I am trying to run a two-part model for expenditures in my data using R. In my cohort, the observations can either have an expenditure (indicated by a flag as yes/no) and, if yes, the amount of that expenditure.
In Stata, this model itself is easy:
twopm cost i.status i.covA covB covC, firstpart(logit) secondpart(glm, family(gamma) link(log) eform)
margins i.status
The margins command here gives me the marginal means of each level in the "status" variable.
I am trying to replicate these results in R:
zigamma_model <- glmmTMB(cost ~ status + covA + covB + covC,
family = ziGamma(link = "log"),
ziformula = ~ status + covA + covB + covC,
data = cohort)
emmeans(zigamma_model, ~ status, type = "response")
The coefficients of the glmmTMB model itself is almost identical to the coefficients from the twopm in Stata. However, the emmeans command gives me a completely different (and much higher) set of marginal means compared to the margins command.
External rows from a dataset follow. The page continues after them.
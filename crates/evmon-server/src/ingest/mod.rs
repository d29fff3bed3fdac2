//! Event log ingestion
//!
//! - [`coercion`]: per-column type conversion
//! - [`steps`]: step trait and name registry
//! - [`extract`], [`transform`], [`load`]: the built-in steps
//! - [`ledger`]: which log files were already ingested
//! - [`pipeline`]: per-file step chain and batch handling
//! - [`polling`]: the recurring job that feeds the pipeline

use std::sync::Arc;

use crate::config::FlatFileConfig;
use crate::db::DocumentStore;
use crate::sfdc::EventLogApi;

pub mod coercion;
pub mod extract;
pub mod ledger;
pub mod load;
pub mod pipeline;
pub mod polling;
pub mod steps;
pub mod transform;

pub use ledger::IngestionLedger;
pub use pipeline::{BatchReport, DescriptorFailure, LogPipeline, PipelineError};
pub use polling::PollingJob;
pub use steps::{PipelineStep, StepCategory, StepData, StepError, StepRegistry};

/// Registry holding every built-in step under its configuration name
pub fn default_registry(
    api: Arc<dyn EventLogApi>,
    store: Arc<dyn DocumentStore>,
    flat_file: FlatFileConfig,
) -> StepRegistry {
    let document_store: Arc<dyn PipelineStep> = Arc::new(load::DocumentStoreLoader::new(store));

    let mut registry = StepRegistry::new();
    registry
        .register(
            StepCategory::Extractor,
            extract::CsvExtractor::NAME,
            Arc::new(extract::CsvExtractor),
        )
        .register(
            StepCategory::Transformer,
            transform::TypeMapTransformer::NAME,
            Arc::new(transform::TypeMapTransformer),
        )
        .register(
            StepCategory::Loader,
            load::DocumentStoreLoader::NAME,
            document_store.clone(),
        )
        .register(
            StepCategory::Loader,
            load::DocumentStoreLoader::ALIAS,
            document_store,
        )
        .register(
            StepCategory::Loader,
            load::FlatFileLoader::NAME,
            Arc::new(load::FlatFileLoader::new(api, flat_file)),
        );

    registry
}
I tried manually calculating the marginal means using the model from glmmTMB and the result I get is identical to the estimates from the post-estimation in Stata, so I'm not sure why emmeans is giving something different. I think it may not be able to handle zero-inflated models.
Any thoughts or suggestions on alternatives? The emmeans function is handy since I can easily do pairwise comparisons, but not if it's comparing the wrong estimates.